Entropic brain
Explanation
Robin Carhart-Harris, a British neuroscientist who leads research on psychedelics at Imperial College London, proposed in 2014 the entropic brain hypothesis. His thesis: the richness of consciousness correlates with the entropy (disorder, complexity) of brain activity, and profound altered states correspond to significant increases of this entropy with respect to normal waking.
The motivation comes from studies with psychedelics (psilocybin, LSD, DMT) that show a surprising pattern. Subjectively, these states produce very rich, novel experiences, with the dissolution of habitual self and reality structures. Neurally, the brain shows greater entropy: more variability, lower predictability, more fluid communication between regions that normally do not communicate.
Carhart-Harris proposes a classification of conscious states according to their entropy.
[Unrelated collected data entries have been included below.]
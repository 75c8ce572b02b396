pub mod data;

#[derive(Copy, Clone, Debug, PartialEq, Eq)]
pub enum DiagnosticCategory {
    Warning,
    Error,
    Suggestion,
    Message,
}

#[derive(Copy, Clone, Debug, PartialEq, Eq)]
pub struct DiagnosticMessage {
    pub code: u32,
    pub category: DiagnosticCategory,
    pub message: &'static str,
}

pub mod diagnostic_messages {
    pub use super::data::diagnostic_messages::*;
}

pub mod diagnostic_codes {
    pub use super::data::diagnostic_codes::*;
}

#[derive(Debug, Clone, PartialEq, Eq)]
pub struct DiagnosticRelatedInformation {
    pub category: DiagnosticCategory,
    pub code: u32,
    pub file: String,
    pub start: u32,
    pub length: u32,
    pub message_text: String,
}

#[derive(Debug, Clone, PartialEq, Eq)]
pub struct Diagnostic {
    pub category: DiagnosticCategory,
    pub code: u32,
    pub file: String,
    pub start: u32,
    pub length: u32,
    pub message_text: String,
    pub related_information: Vec<DiagnosticRelatedInformation>,
}

impl Diagnostic {
    pub fn error(
        file: impl Into<String>,
        start: u32,
        length: u32,
        message: impl Into<String>,
        code: u32,
    ) -> Self {
        Self {
            category: DiagnosticCategory::Error,
            message_text: message.into(),
            code,
            file: file.into(),
            start,
            length,
            related_information: Vec::new(),
        }
    }

    pub fn with_related(
        mut self,
        file: impl Into<String>,
        start: u32,
        length: u32,
        message: impl Into<String>,
    ) -> Self {
        self.related_information.push(DiagnosticRelatedInformation {
            category: DiagnosticCategory::Message,
            code: 0,
            file: file.into(),
            start,
            length,
            message_text: message.into(),
        });
        self
    }
}

pub fn get_message_template(code: u32) -> Option<&'static str> {
    use self::data::DIAGNOSTIC_MESSAGES;
    DIAGNOSTIC_MESSAGES
        .iter()
        .find(|m| m.code == code)
        .map(|m| m.message)
}

pub fn format_message(message: &str, args: &[&str]) -> String {
    let mut result = message.to_string();
    for (i, arg) in args.iter().enumerate() {
        result = result.replace(&format!("{{{i}}}"), arg);
    }
    result
}
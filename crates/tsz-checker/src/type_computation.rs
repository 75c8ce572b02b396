//! Type Computation Module
//!
//! This module contains type computation methods for `CheckerState`
//! as part of Phase 2 architecture refactoring.
//!
//! The methods in this module handle:
//! - Type computation helpers
//! - Type relationship queries
//! - Type format utilities
//!
//! This module extends `CheckerState` with additional methods for type-related
//! operations, providing cleaner APIs for common patterns.

use crate::diagnostics::{Diagnostic, DiagnosticCategory};
use crate::query_boundaries::type_computation::{is_type_parameter_type, union_members};
use crate::state::CheckerState;
use tsz_parser::parser::NodeIndex;
use tsz_parser::parser::syntax_kind_ext;
use tsz_scanner::SyntaxKind;
use tsz_solver::Visibility;
use tsz_solver::{ContextualTypeContext, TupleElement, TypeId, expression_ops};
Low-entropy states (deep sleep, anaesthesia, coma) have little consciousness. Normal waking states have intermediate entropy: enough to be conscious, but structured by habitual categories (self/world, subject/object). High-entropy states (psychedelics, certain meditations, mystical experiences) have richer but less structured consciousness.
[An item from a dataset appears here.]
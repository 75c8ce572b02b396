use tsz_solver::{TypeDatabase, TypeId};

pub(crate) fn is_array_type(db: &dyn TypeDatabase, type_id: TypeId) -> bool {
    tsz_solver::type_queries::is_array_type(db, type_id)
}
This hypothesis connects with Friston's theory on free energy minimization, but in reverse: instead of minimizing surprise, psychedelics "relax priors", allowing sensory information to be processed in non-habitual modes. The brain temporarily abandons its rigid categories and explores a wider space of functional configurations.
Therapeutic implications are notable. In depression and rigid disorders, patients are "trapped" in low-entropy negative cognitive patterns. Psychedelics, by temporarily increasing entropy, allow these patterns to be reorganized, opening therapeutic possibilities that conventional therapies struggle to reach. Recent studies show promising results with psilocybin for treatment-resistant depression.
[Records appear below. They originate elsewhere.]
//! Spelling suggestion helpers (Levenshtein distance, property/identifier suggestions).

use crate::state::CheckerState;
use tsz_parser::parser::NodeIndex;
use tsz_solver::TypeId;

impl<'a> CheckerState<'a> {
    // =========================================================================
    // Property Suggestion Helpers
    // =========================================================================

    /// Find a similar property name on a type for "did you mean?" suggestions (TS2551).
    /// Uses the same algorithm as tsc's `getSpellingSuggestion`.
    pub(super) fn find_similar_property(
        &mut self,
        prop_name: &str,
        type_id: TypeId,
    ) -> Option<String> {
        let evaluated_type = self.evaluate_type_for_assignability(type_id);
        let property_names = self.collect_accessible_type_property_names(evaluated_type);
        if property_names.is_empty() {
            return None;
        }

        let name_len = prop_name.len();
        let maximum_length_difference = if name_len * 34 / 100 > 2 {
            name_len * 34 / 100
        } else {
            2
        };
        let mut best_distance = name_len * 4 / 10 + 1;
        let mut best_candidate: Option<String> = None;

        for candidate in &property_names {
            if candidate == prop_name {
                continue;
            }
            let candidate_len = candidate.len();
            let len_diff = name_len.abs_diff(candidate_len);
            if len_diff > maximum_length_difference {
                continue;
            }
            if name_len < 3 && candidate.to_lowercase() != prop_name.to_lowercase() {
                continue;
            }
            if candidate.to_lowercase() == prop_name.to_lowercase() {
                let distance = 1;
                if distance < best_distance {
                    best_distance = distance;
                    best_candidate = Some(candidate.clone());
                }
                continue;
            }
            let distance = Self::levenshtein_distance(prop_name, candidate);
            if distance < best_distance {
                best_distance = distance;
                best_candidate = Some(candidate.clone());
            }
        }

        best_candidate
    }

    /// Returns true when `type_id` is a class instance type whose declaration extends
    /// a base expression currently typed as `any`.
    ///
    /// In that case TypeScript treats unknown member accesses as `any` and does not
    /// surface typo suggestions (TS2551).
    pub(super) fn class_extends_any_base(&mut self, type_id: TypeId) -> bool {
        use tsz_binder::symbol_flags;
        use tsz_scanner::SyntaxKind;

        let sym_id = self
            .ctx
            .resolve_type_to_symbol_id(type_id)
            .or_else(|| tsz_solver::type_queries::get_type_shape_symbol(self.ctx.types, type_id));
        let Some(sym_id) = sym_id else {
            return false;
        };
        let Some(symbol) = self.ctx.binder.get_symbol(sym_id) else {
            return false;
        };
        if symbol.flags & symbol_flags::CLASS == 0 {
            return false;
        }

        let decl_idx = if !symbol.value_declaration.is_none() {
            symbol.value_declaration
        } else if let Some(&first_decl) = symbol.declarations.first() {
            first_decl
        } else {
            return false;
        };
        let Some(class_decl) = self.ctx.arena.get_class_at(decl_idx) else {
            return false;
        };
        let Some(heritage_clauses) = &class_decl.heritage_clauses else {
            return false;
        };

        for &clause_idx in &heritage_clauses.nodes {
            let Some(clause) = self.ctx.arena.get_heritage_clause_at(clause_idx) else {
                continue;
            };
            if clause.token != SyntaxKind::ExtendsKeyword as u16 {
                continue;
            }
            let Some(&type_idx) = clause.types.nodes.first() else {
                continue;
            };
            let expr_idx =
                if let Some(expr_type_args) = self.ctx.arena.get_expr_type_args_at(type_idx) {
                    expr_type_args.expression
                } else {
                    type_idx
                };
            if self.get_type_of_node(expr_idx) == TypeId::ANY {
                return true;
            }
        }

        false
    }

    fn collect_accessible_type_property_names(&self, type_id: TypeId) -> Vec<String> {
        crate::query_boundaries::diagnostics::collect_accessible_property_names_for_suggestion(
            self.ctx.types,
            type_id,
            5,
        )
        .into_iter()
        .map(|name| self.ctx.types.resolve_atom_ref(name).to_string())
        .collect()
    }

    // =========================================================================
    // Identifier Suggestion Helpers
    // =========================================================================

    fn consider_identifier_suggestion(
        name: &str,
        candidate: &str,
        name_len: usize,
        maximum_length_difference: usize,
        best_distance: &mut f64,
        best_candidate: &mut Option<String>,
    ) {
        if candidate == name {
            return;
        }
        let candidate_len = candidate.len();

        // tsc: skip candidates whose length is too different
        let len_diff = name_len.abs_diff(candidate_len);
        if len_diff > maximum_length_difference {
            return;
        }

        // tsc: for short candidate names (<3), only suggest if differs by case
        if candidate_len < 3 && candidate.to_lowercase() != name.to_lowercase() {
            return;
        }

        if let Some(distance) = Self::levenshtein_with_max(name, candidate, *best_distance - 0.1)
            && distance < *best_distance
        {
            *best_distance = distance;
            *best_candidate = Some(candidate.to_string());
        }
    }

    /// Find the best spelling suggestion for a name, matching tsc's `getSpellingSuggestion`.
    /// Returns `Some(best_name)` if a close-enough match is found.
    ///
    /// `meaning_flags` controls which symbol categories are eligible as candidates.
    /// Pass `symbol_flags::VALUE` for value-position lookups, `symbol_flags::TYPE` for
    /// type-position lookups, or `symbol_flags::VALUE | symbol_flags::TYPE` for both.
    pub(crate) fn find_similar_identifiers(
        &self,
        name: &str,
        idx: NodeIndex,
        meaning_flags: u32,
    ) -> Option<Vec<String>> {
        let visible_names = self.ctx.binder.collect_visible_symbol_names_filtered(
            self.ctx.arena,
            idx,
            meaning_flags,
        );

        let name_len = name.len();
        // tsc: bestDistance = (name.length + 2) * 0.34 rounded down, min 2
        let maximum_length_difference = if name_len * 34 / 100 > 2 {
            name_len * 34 / 100
        } else {
            2
        };
        // tsc: initial bestDistance = floor(name.length * 0.4) + 1
        let mut best_distance = (name_len * 4 / 10 + 1) as f64;
        let mut best_candidate: Option<String> = None;

        for candidate in visible_names {
            Self::consider_identifier_suggestion(
                name,
                &candidate,
                name_len,
                maximum_length_difference,
                &mut best_distance,
                &mut best_candidate,
            );
        }

        // NOTE: We intentionally do NOT fall back to lib globals for spelling
        // suggestions. TSC's fallback is more targeted (only specific well-known
        // globals), while iterating all file_locals from lib.d.ts produces false
        // positives (e.g., Script→WScript, parse→parseFloat).

        best_candidate.map(|c| vec![c])
    }

    fn chars_equal_ignore_case(a: char, b: char) -> bool {
        a.to_lowercase().eq(b.to_lowercase())
    }

    /// Calculate Levenshtein distance between two strings.
    fn levenshtein_distance(a: &str, b: &str) -> usize {
        let a_chars: Vec<char> = a.chars().collect();
        let b_chars: Vec<char> = b.chars().collect();
        let a_len = a_chars.len();
        let b_len = b_chars.len();

        if a_len == 0 {
            return b_len;
        }
        if b_len == 0 {
            return a_len;
        }

        let mut prev = vec![0usize; b_len + 1];
        let mut curr = vec![0usize; b_len + 1];

        for (j, item) in prev.iter_mut().enumerate().take(b_len + 1) {
            *item = j;
        }

        for i in 1..=a_len {
            curr[0] = i;
            for j in 1..=b_len {
                let cost = usize::from(a_chars[i - 1] != b_chars[j - 1]);
                curr[j] = (prev[j] + 1).min(curr[j - 1] + 1).min(prev[j - 1] + cost);
            }
            std::mem::swap(&mut prev, &mut curr);
        }

        prev[b_len]
    }

    /// Levenshtein distance with threshold pruning, matching tsc's behavior.
    /// Case-only substitutions are cheaper than other substitutions.
    fn levenshtein_with_max(s1: &str, s2: &str, max: f64) -> Option<f64> {
        let s1_chars: Vec<char> = s1.chars().collect();
        let s2_chars: Vec<char> = s2.chars().collect();

        if s1_chars.is_empty() {
            let dist = s2_chars.len() as f64;
            return (dist <= max).then_some(dist);
        }
        if s2_chars.is_empty() {
            let dist = s1_chars.len() as f64;
            return (dist <= max).then_some(dist);
        }

        let mut previous = vec![0.0; s2_chars.len() + 1];
        let mut current = vec![0.0; s2_chars.len() + 1];
        let big = max + 0.01;

        for (i, value) in previous.iter_mut().enumerate() {
            *value = i as f64;
        }

        for i in 1..=s1_chars.len() {
            let c1 = s1_chars[i - 1];
            let min_j = if (i as f64) > max {
                ((i as f64) - max).ceil() as usize
            } else {
                1
            };
            let max_j = if (s2_chars.len() as f64) > (max + i as f64) {
                (max + i as f64).floor() as usize
            } else {
                s2_chars.len()
            };

            current[0] = i as f64;
            let mut col_min = i as f64;

            for value in current.iter_mut().take(min_j).skip(1) {
                *value = big;
            }

            for j in min_j..=max_j {
                let substitution_distance = if Self::chars_equal_ignore_case(c1, s2_chars[j - 1]) {
                    previous[j - 1] + 0.1
                } else {
                    previous[j - 1] + 2.0
                };
                let dist = if c1 == s2_chars[j - 1] {
                    previous[j - 1]
                } else {
                    (previous[j] + 1.0)
                        .min(current[j - 1] + 1.0)
                        .min(substitution_distance)
                };
                current[j] = dist;
                col_min = col_min.min(dist);
            }

            for value in current.iter_mut().take(s2_chars.len() + 1).skip(max_j + 1) {
                *value = big;
            }

            if col_min > max {
                return None;
            }

            std::mem::swap(&mut previous, &mut current);
        }

        let result = previous[s2_chars.len()];
        (result <= max).then_some(result)
    }
}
The entropic brain hypothesis is part of a renaissance of psychedelics research in neuroscience and psychiatry. It connects neuroscience, phenomenology, therapy and philosophy of mind. And it raises deep questions: what does it mean that anomalous states could be "more conscious" in some sense than normal waking? How do we evaluate experiential richness?
Strengths
- Quantifiable framework for levels of consciousness.
- Integrates pharmacology, neuroimaging and phenomenology.
- Basis for therapeutic research with psychedelics.
- Concept of entropy transferable between theories.
Main critiques
- Operational definition of entropy disputed.
- Entropy-phenomenology relation not always clear.
- Theoretical generalizations sometimes excessive.
- Empirical evidence in expansion, not consolidated.